LEADER TIMES WEEKEND RELIGION COLUMN FOR
November 28, 2015 by William H. Scarle, Jr. 813-835-0129
Sunday begins the Western Church’s liturgical year and the period we know as Advent. Advent incudes the four Sundays prior to Christmas and is focused upon the “advent,” or coming, of the Messiah in the future and in the past. The second coming of Messiah marks the end of history as we know it and introduces the final judgment of mankind. The first coming of Messiah involves the birth of Jesus at Bethlehem and the beginning of the Gospel. The message of the heavenly messenger was, “Fear not, for behold I bring you good news.” The word “gospel” is simply the Old English rendering of the Greek word “euangelion,” meaning “good news.”
Some of our favorite Christmas carols do not center the message on the first coming of Messiah, but the second coming. “Joy to the World,” and the last two stanzas of “It came Upon a Midnight Clear” along with others look forward to the Second Advent.
Christmas should raise the question for the world as to who this Jesus was, or is, who has impacted world history more than any other single individual. The word “Christmas” does in fact mean the worship service dedicated to the remembrance of the Messiah. “Messiah” is a Hebrew word with the root meaning of “the anointed one.” Christmas highlights the fact that this man Jesus was the anointed of God to bring salvation to the world. His name in Hebrew means “YAHWAH saves.”

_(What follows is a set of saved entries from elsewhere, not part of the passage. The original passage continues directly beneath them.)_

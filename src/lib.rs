//! IMDB Poster Picker Library
//!
//! This library provides functionality for downloading movie posters for a
//! list of IMDB identifiers and for curating the downloaded images afterwards.
//! It includes modules for loading identifiers, talking to IMDB, storing
//! posters on disk, running the fetch pipeline and reviewing the results.
//!
//! # Modules
//!
//! - `cli` - Command-line interface implementations
//! - `codes` - Loading and validating IMDB identifiers from a text file
//! - `config` - Configuration management and environment variables
//! - `curation` - Interactive review of downloaded posters
//! - `imdb` - IMDB page scraping and poster download
//! - `management` - Poster directory and run report persistence
//! - `pipeline` - Sequential fetch-and-save loop over all identifiers
//! - `types` - Data structures and type definitions
//!
//! # Example
//!
//! ```
//! use posterpick::{codes, config, imdb, management::PosterStore, pipeline};
//!
//! #[tokio::main]
//! async fn main() -> posterpick::Res<()> {
//!     let settings = config::Settings::from_env();
//!     let ids = codes::load_codes(&settings.codes_file, codes::BlankLines::Skip).await?;
//!     let provider = imdb::ImdbProvider::new(&settings)?;
//!     let store = PosterStore::new(settings.posters_dir.clone());
//!     let report = pipeline::fetch_all(&provider, &store, &ids, settings.existing, false).await?;
//!     println!("{} failed", report.failed().len());
//!     Ok(())
//! }
//! ```

pub mod cli;
pub mod codes;
pub mod config;
pub mod curation;
pub mod imdb;
pub mod management;
pub mod pipeline;
pub mod types;

/// A convenient Result type alias for operations that may fail.
///
/// Used by glue code that combines several error types, mostly the command
/// handlers and examples. Module level operations return their own error
/// enums instead.
pub type Res<T> = std::result::Result<T, Box<dyn std::error::Error + Send + Sync>>;

/// Prints an informational message with a blue bullet point.
///
/// # Example
///
/// ```
/// info!("Loading IMDB codes from {}", path.display());
/// ```
#[macro_export]
macro_rules! info {
  ($($arg:tt)*) => ({
    use colored::Colorize;
    println!("[{}] {}", "o".blue().bold(), std::format_args!($($arg)*));
  })
}

/// Prints a success message with a green checkmark.
///
/// # Example
///
/// ```
/// success!("Saved {} posters", count);
/// ```
#[macro_export]
macro_rules! success {
  ($($arg:tt)*) => ({
    use colored::Colorize;
    println!("[{}] {}", "✓".green().bold(), std::format_args!($($arg)*));
  })
}

/// Prints an error message with a red exclamation mark and exits the program.
///
/// Terminates the process with exit code 1 right after printing. Only used
/// for fatal errors such as a missing input file.
///
/// # Example
///
/// ```
/// error!("Cannot read {}", path.display());
/// // Program exits here
/// ```
#[macro_export]
macro_rules! error {
  ($($arg:tt)*) => ({
    use colored::Colorize;
    eprintln!("[{}] {}", "!".red().bold(), std::format_args!($($arg)*));
    std::process::exit(1);
  })
}

/// Prints a warning message with a yellow exclamation mark.
///
/// Used for recoverable issues, e.g. a single poster that failed to download.
///
/// # Example
///
/// ```
/// warning!("Skipping malformed line {}", line);
/// ```
#[macro_export]
macro_rules! warning {
  ($($arg:tt)*) => ({
    use colored::Colorize;
    println!("[{}] {}", "!".yellow().bold(), std::format_args!($($arg)*));
  })
}
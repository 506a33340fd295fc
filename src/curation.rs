//! Interactive review of downloaded posters.
//!
//! The review loop walks the output directory one identifier at a time and
//! asks a [`DecisionProvider`] what to do with its posters. The console
//! implementation reads answers from any `BufRead`, so tests drive the same
//! loop with scripted input.

use std::io::{self, BufRead, Write};

use crate::{
    management::{PosterStore, StoreError},
    types::{CuratedArtifact, CurationReport, Decision, PosterState, ReviewItem},
    warning,
};

pub trait DecisionProvider {
    fn decide(&mut self, item: &ReviewItem) -> Decision;
}

/// Runs the review loop over everything currently in `store`.
///
/// Stops after the last identifier or on [`Decision::Quit`]; posters not
/// reviewed yet are left untouched.
pub async fn review<D: DecisionProvider>(
    store: &PosterStore,
    decider: &mut D,
) -> Result<CurationReport, StoreError> {
    let mut report = CurationReport::default();

    for item in store.review_items().await? {
        match decider.decide(&item) {
            Decision::Quit => {
                report.stopped_early = true;
                break;
            }
            Decision::Keep => keep_all(&item, &mut report),
            Decision::Discard => {
                for artifact in &item.artifacts {
                    store.remove(artifact).await?;
                    report.entries.push(CuratedArtifact {
                        file_name: artifact.file_name(),
                        state: PosterState::Discarded,
                    });
                }
            }
            Decision::Pick(n) => {
                let index = (n as usize).checked_sub(1);
                let Some(keeper) = index.and_then(|i| item.artifacts.get(i)) else {
                    warning!(
                        "{}: no poster number {}, keeping all of them",
                        item.identifier,
                        n
                    );
                    keep_all(&item, &mut report);
                    continue;
                };

                for artifact in item.artifacts.iter().filter(|a| *a != keeper) {
                    store.remove(artifact).await?;
                    report.entries.push(CuratedArtifact {
                        file_name: artifact.file_name(),
                        state: PosterState::Discarded,
                    });
                }

                let kept = store.promote(keeper).await?;
                report.entries.push(CuratedArtifact {
                    file_name: kept.file_name(),
                    state: PosterState::Kept,
                });
            }
        }
    }

    Ok(report)
}

fn keep_all(item: &ReviewItem, report: &mut CurationReport) {
    report
        .entries
        .extend(item.artifacts.iter().map(|a| CuratedArtifact {
            file_name: a.file_name(),
            state: PosterState::Kept,
        }));
}

/// Asks the operator on a terminal-like pair of streams.
pub struct ConsolePrompt<R, W> {
    input: R,
    output: W,
}

impl ConsolePrompt<io::StdinLock<'static>, io::Stdout> {
    pub fn stdio() -> Self {
        Self::new(io::stdin().lock(), io::stdout())
    }
}

impl<R: BufRead, W: Write> ConsolePrompt<R, W> {
    pub fn new(input: R, output: W) -> Self {
        Self { input, output }
    }

    pub fn into_output(self) -> W {
        self.output
    }

    fn decide_single(&mut self, item: &ReviewItem) -> Decision {
        let file = item
            .artifacts
            .first()
            .map(|a| a.file_name())
            .unwrap_or_default();
        let prompt = format!("{} ({file}) [K]eep, [d]iscard, [q]uit? ", item.identifier);

        loop {
            let Some(answer) = ask(&mut self.input, &mut self.output, &prompt) else {
                return Decision::Quit;
            };

            match answer.to_ascii_lowercase().as_str() {
                "" | "k" | "keep" => return Decision::Keep,
                "d" | "discard" => return Decision::Discard,
                "q" | "quit" => return Decision::Quit,
                _ => {
                    let _ = writeln!(self.output, "Please answer k, d or q.");
                }
            }
        }
    }

    fn decide_multiple(&mut self, item: &ReviewItem) -> Decision {
        let total = item.artifacts.len();
        for (i, artifact) in item.artifacts.iter().enumerate() {
            let _ = writeln!(self.output, "  {}) {}", i + 1, artifact.file_name());
        }
        let prompt = format!(
            "{} poster (1-{total}), [a]ll, [d]iscard, [q]uit? ",
            item.identifier
        );

        loop {
            let Some(answer) = ask(&mut self.input, &mut self.output, &prompt) else {
                return Decision::Quit;
            };

            match answer.to_ascii_lowercase().as_str() {
                "a" | "all" => return Decision::Keep,
                "d" | "discard" => return Decision::Discard,
                "q" | "quit" => return Decision::Quit,
                other => match other.parse::<u32>() {
                    Ok(n) if n >= 1 && n as usize <= total => return Decision::Pick(n),
                    _ => {
                        let _ = writeln!(self.output, "Please choose a number (1-{total}).");
                    }
                },
            }
        }
    }
}

impl<R: BufRead, W: Write> DecisionProvider for ConsolePrompt<R, W> {
    fn decide(&mut self, item: &ReviewItem) -> Decision {
        if item.artifacts.len() > 1 {
            self.decide_multiple(item)
        } else {
            self.decide_single(item)
        }
    }
}

/// Yes/no question defaulting to yes; only an answer starting with `n` says no.
///
/// End of input counts as no.
pub fn confirm<R: BufRead, W: Write>(prompt: &str, input: &mut R, output: &mut W) -> bool {
    match ask(input, output, prompt) {
        Some(answer) => !answer.to_ascii_lowercase().starts_with('n'),
        None => false,
    }
}

fn ask<R: BufRead, W: Write>(input: &mut R, output: &mut W, prompt: &str) -> Option<String> {
    write!(output, "{prompt}").ok()?;
    output.flush().ok()?;

    let mut line = String::new();
    match input.read_line(&mut line) {
        Ok(0) | Err(_) => None,
        Ok(_) => Some(line.trim().to_string()),
    }
}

It is clear why the dedicated atheistic secularism of our age wants to get rid of Christmas. Christmas is clearly a celebration of something God has done and will do in the history of the world. In a nation founded on the idea that all men are created equal because God endowed them with certain rights and privileges including the right to life, the right to liberty and the right to choose those things that pertain to happiness it seems either ignorant of dishonest to protest the celebration of God’s action in history.

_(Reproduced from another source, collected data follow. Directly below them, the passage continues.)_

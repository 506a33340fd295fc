use std::io;

use chrono::Utc;

use crate::{
    codes::{self, BlankLines},
    config::Settings,
    curation, error,
    imdb::ImdbProvider,
    info,
    management::{PosterStore, RunReportManager},
    pipeline, success,
    types::RunReport,
    warning,
};

use super::{report::print_fetch_report, review::run_review};

/// Downloads the posters for every code in the codes file.
///
/// Loads and validates the codes, runs the fetch pipeline with a progress
/// bar, prints the outcome table and saves it as the last run report. When
/// `curate` is `None` the user is asked whether to review right away.
///
/// # Arguments
///
/// * `settings` - Resolved settings, CLI overrides already applied
/// * `blank_lines` - Whether blank lines and malformed codes abort the run
/// * `curate` - `Some(true)` reviews, `Some(false)` skips the review,
///   `None` asks with a `(Y/n)` prompt
///
/// # Errors
///
/// Does not return errors. A codes file that is missing or rejected in strict
/// mode, a failing HTTP client setup and an output directory that cannot be
/// created end the process with exit code 1. Failed posters only show up in
/// the report and the process exits with 0.
///
/// # Example
///
/// ```
/// let settings = Settings::from_env();
/// cli::fetch(settings, BlankLines::Skip, Some(false)).await;
/// ```
pub async fn fetch(settings: Settings, blank_lines: BlankLines, curate: Option<bool>) {
    let started_at = Utc::now().timestamp();

    info!("Loading IMDB codes from {}", settings.codes_file.display());
    let identifiers = match codes::load_codes(&settings.codes_file, blank_lines).await {
        Ok(identifiers) => identifiers,
        Err(e) => error!("Cannot load IMDB codes. Err: {}", e),
    };

    if identifiers.is_empty() {
        warning!(
            "No IMDB codes found in {}. Nothing to do.",
            settings.codes_file.display()
        );
        return;
    }
    success!("Loaded {} codes", identifiers.len());

    let provider = match ImdbProvider::new(&settings) {
        Ok(provider) => provider,
        Err(e) => error!("Cannot create HTTP client. Err: {}", e),
    };
    let store = PosterStore::new(settings.posters_dir.clone());

    info!("Downloading posters to {}", store.dir().display());
    let report = match pipeline::fetch_all(
        &provider,
        &store,
        &identifiers,
        settings.existing,
        true,
    )
    .await
    {
        Ok(report) => report,
        Err(e) => error!("Cannot prepare {}. Err: {}", store.dir().display(), e),
    };

    print_fetch_report(&report);

    let run = RunReport {
        started_at,
        finished_at: Utc::now().timestamp(),
        codes_file: settings.codes_file.display().to_string(),
        posters_dir: settings.posters_dir.display().to_string(),
        report,
    };
    if let Err(e) = RunReportManager::new(run).persist().await {
        warning!("Cannot save run report. Err: {}", e);
    }

    let curate = match curate {
        Some(curate) => curate,
        None => curation::confirm(
            "Done downloading. Choose posters to keep? (Y/n) ",
            &mut io::stdin().lock(),
            &mut io::stdout(),
        ),
    };

    if curate {
        run_review(&store).await;
    } else {
        info!("Posters left in {} for manual review", store.dir().display());
    }
}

As we work our way to Christmas I would like to give attention first to what the Church refers to as the Apostles Creed. The Apostles Creed is the earliest of the Christian creeds and was probably used as a baptismal confession in the early Church. It is a statement of Christian belief which unites all expressions of biblical Christian faith. If one cannot affirm the Apostles creed they stand outside the body of believers.

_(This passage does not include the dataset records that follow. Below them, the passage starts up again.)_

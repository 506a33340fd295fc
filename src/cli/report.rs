use chrono::DateTime;
use tabled::Table;

use crate::{
    info,
    management::RunReportManager,
    success,
    types::FetchReport,
    warning,
};

/// Prints the summary of the last fetch run.
///
/// A missing or unreadable report is a warning, not an error; the process
/// still exits with 0.
///
/// # Example
///
/// ```bash
/// posterpick report
/// ```
pub async fn report() {
    let manager = match RunReportManager::load().await {
        Ok(manager) => manager,
        Err(e) => {
            warning!("No run report available yet. Run posterpick first.\n Error: {}", e);
            return;
        }
    };

    let run = manager.report();
    let started = DateTime::from_timestamp(run.started_at, 0)
        .map(|d| d.format("%Y-%m-%d %H:%M:%S UTC").to_string())
        .unwrap_or_else(|| run.started_at.to_string());

    info!(
        "Last run: {} ({}s), codes from {}, posters in {}",
        started,
        run.finished_at - run.started_at,
        run.codes_file,
        run.posters_dir
    );
    print_fetch_report(&run.report);
}

pub(super) fn print_fetch_report(report: &FetchReport) {
    if report.outcomes.is_empty() {
        return;
    }

    let table = Table::new(report.table_rows());
    println!("{}", table);

    success!(
        "{} saved, {} already present, {} failed",
        report.saved().len(),
        report.skipped().len(),
        report.failed().len()
    );

    let failed = report.failed_identifiers();
    if !failed.is_empty() {
        warning!("Failed: {}", failed.join(", "));
    }
}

The creed begins, “I believe in God the Father and in Jesus Christ (the Messiah) his son: born of the Virgin Mary…” One would think that the early Church would be most concerned to identify Jesus as somehow divine, an incarnation of the divine nature. This was done in the Nicene Creed which was affirmed at the council of Nicea in 325 AD, hundreds of years after the Apostles Creed was in use. However the Apostles Creed was more concerned to affirm the human nature of Jesus and his natural birth in Bethlehem.
The Greek thought of the first century did not think much of the physical world. The real world for the Greek philosophers was the ideal or non-material world. The physical world was temporary. The ideal or rational world was permanent and real. The physical world was passing away. For the Church God created the physical world good. He reigns in history, and enters it for the salvation of the people he loves. Jesus was born of the Virgin Mary in Bethlehem. This is where the story begins.